**Assignment**
If a line in the entries below includes "NoGenerator", pick it out and copy it.

*** Source records ***

use std::collections::HashMap;
use std::sync::{Arc, PoisonError, RwLock};

use loam_blocks::BlockRegistry;
use loam_chunk::ChunkGrid;
use loam_world::{ChunkCoord, GeneratorKind, NoiseParams, WorldGenConfig, WorldId};

use crate::error::GenError;
use crate::generator::StagedGenerator;

/// World id → seeded generator, all seeded from one world-wide seed.
pub struct TerrainGenerator {
    seed: u64,
    blocks: Arc<BlockRegistry>,
    noise_params: NoiseParams,
    generators: RwLock<HashMap<WorldId, Arc<StagedGenerator>>>,
}

impl TerrainGenerator {
    pub fn new(seed: u64, blocks: Arc<BlockRegistry>, noise_params: NoiseParams) -> Self {
        Self {
            seed,
            blocks,
            noise_params,
            generators: RwLock::new(HashMap::new()),
        }
    }

    pub fn from_config(cfg: &WorldGenConfig, blocks: Arc<BlockRegistry>) -> Result<Self, GenError> {
        let registry = Self::new(cfg.seed, blocks, cfg.noise.clone());
        for entry in &cfg.worlds {
            registry.register_generator(entry.id, entry.generator)?;
        }
        Ok(registry)
    }

    #[inline]
    pub fn seed(&self) -> u64 {
        self.seed
    }

    #[inline]
    pub fn blocks(&self) -> &Arc<BlockRegistry> {
        &self.blocks
    }

    /// Builds the policy for `kind`, seeds it, and replaces any previous generator for `world`.
    pub fn register_generator(&self, world: WorldId, kind: GeneratorKind) -> Result<(), GenError> {
        let generator = StagedGenerator::for_kind(kind, Arc::clone(&self.blocks), self.noise_params.clone());
        self.register_staged(world, generator)?;
        log::info!(target: "gen", "world {} uses {:?} generator", world, kind);
        Ok(())
    }

    /// Seeds and installs a custom pipeline.
    pub fn register_staged(&self, world: WorldId, mut generator: StagedGenerator) -> Result<(), GenError> {
        generator.set_seed(self.seed)?;
        self.generators
            .write()
            .unwrap_or_else(PoisonError::into_inner)
            .insert(world, Arc::new(generator));
        Ok(())
    }

    pub fn has_generator(&self, world: WorldId) -> bool {
        self.generators
            .read()
            .unwrap_or_else(PoisonError::into_inner)
            .contains_key(&world)
    }

    pub fn worlds(&self) -> Vec<WorldId> {
        let mut ids: Vec<WorldId> = self
            .generators
            .read()
            .unwrap_or_else(PoisonError::into_inner)
            .keys()
            .copied()
            .collect();
        ids.sort_unstable();
        ids
    }

    pub fn try_generate_terrain(&self, world: WorldId, coord: ChunkCoord) -> Result<ChunkGrid, GenError> {
        let generator = self
            .generators
            .read()
            .unwrap_or_else(PoisonError::into_inner)
            .get(&world)
            .cloned()
            .ok_or(GenError::NoGenerator(world))?;
        generator.generate_terrain(coord)
    }

    /// `None` means "no data yet"; the failure is logged and callers retry later.
    pub fn generate_terrain(&self, world: WorldId, coord: ChunkCoord) -> Option<ChunkGrid> {
        match self.try_generate_terrain(world, coord) {
            Ok(grid) => Some(grid),
            Err(e) => {
                log::warn!(target: "gen", "world {} chunk ({}, {}, {}): {}",
                    world, coord.cx, coord.cy, coord.cz, e);
                None
            }
        }
    }
}

#[cfg(test)]
mod tests {
    use loam_blocks::BlockDef;

    use super::*;
    use crate::stage::STONE;

    fn blocks() -> Arc<BlockRegistry> {
        let mut reg = BlockRegistry::new();
        reg.register(&BlockDef::solid(STONE)).unwrap();
        Arc::new(reg)
    }

    #[test]
    fn unknown_world_is_no_data() {
        let registry = TerrainGenerator::new(1, blocks(), NoiseParams::default());
        assert!(registry.generate_terrain(3, ChunkCoord::new(0, 0, 0)).is_none());
        assert_eq!(
            registry.try_generate_terrain(3, ChunkCoord::new(0, 0, 0)),
            Err(GenError::NoGenerator(3))
        );
    }

    #[test]
    fn registered_generators_are_seeded() {
        let registry = TerrainGenerator::new(1, blocks(), NoiseParams::default());
        registry.register_generator(0, GeneratorKind::Flat).unwrap();
        registry.register_generator(4, GeneratorKind::Standard).unwrap();
        assert_eq!(registry.worlds(), vec![0, 4]);
        assert!(registry.generate_terrain(0, ChunkCoord::new(0, 0, 0)).is_some());
        assert!(registry.generate_terrain(4, ChunkCoord::new(0, 0, 0)).is_some());
    }

    #[test]
    fn preseeded_custom_generator_is_rejected() {
        let registry = TerrainGenerator::new(1, blocks(), NoiseParams::default());
        let mut generator = StagedGenerator::new(blocks(), NoiseParams::default());
        generator.set_seed(9).unwrap();
        assert_eq!(registry.register_staged(0, generator), Err(GenError::AlreadySeeded));
        assert!(!registry.has_generator(0));
    }
}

*** End of Source records ***

**Completed task**
            .ok_or(GenError::NoGenerator(world))?;
            Err(GenError::NoGenerator(3))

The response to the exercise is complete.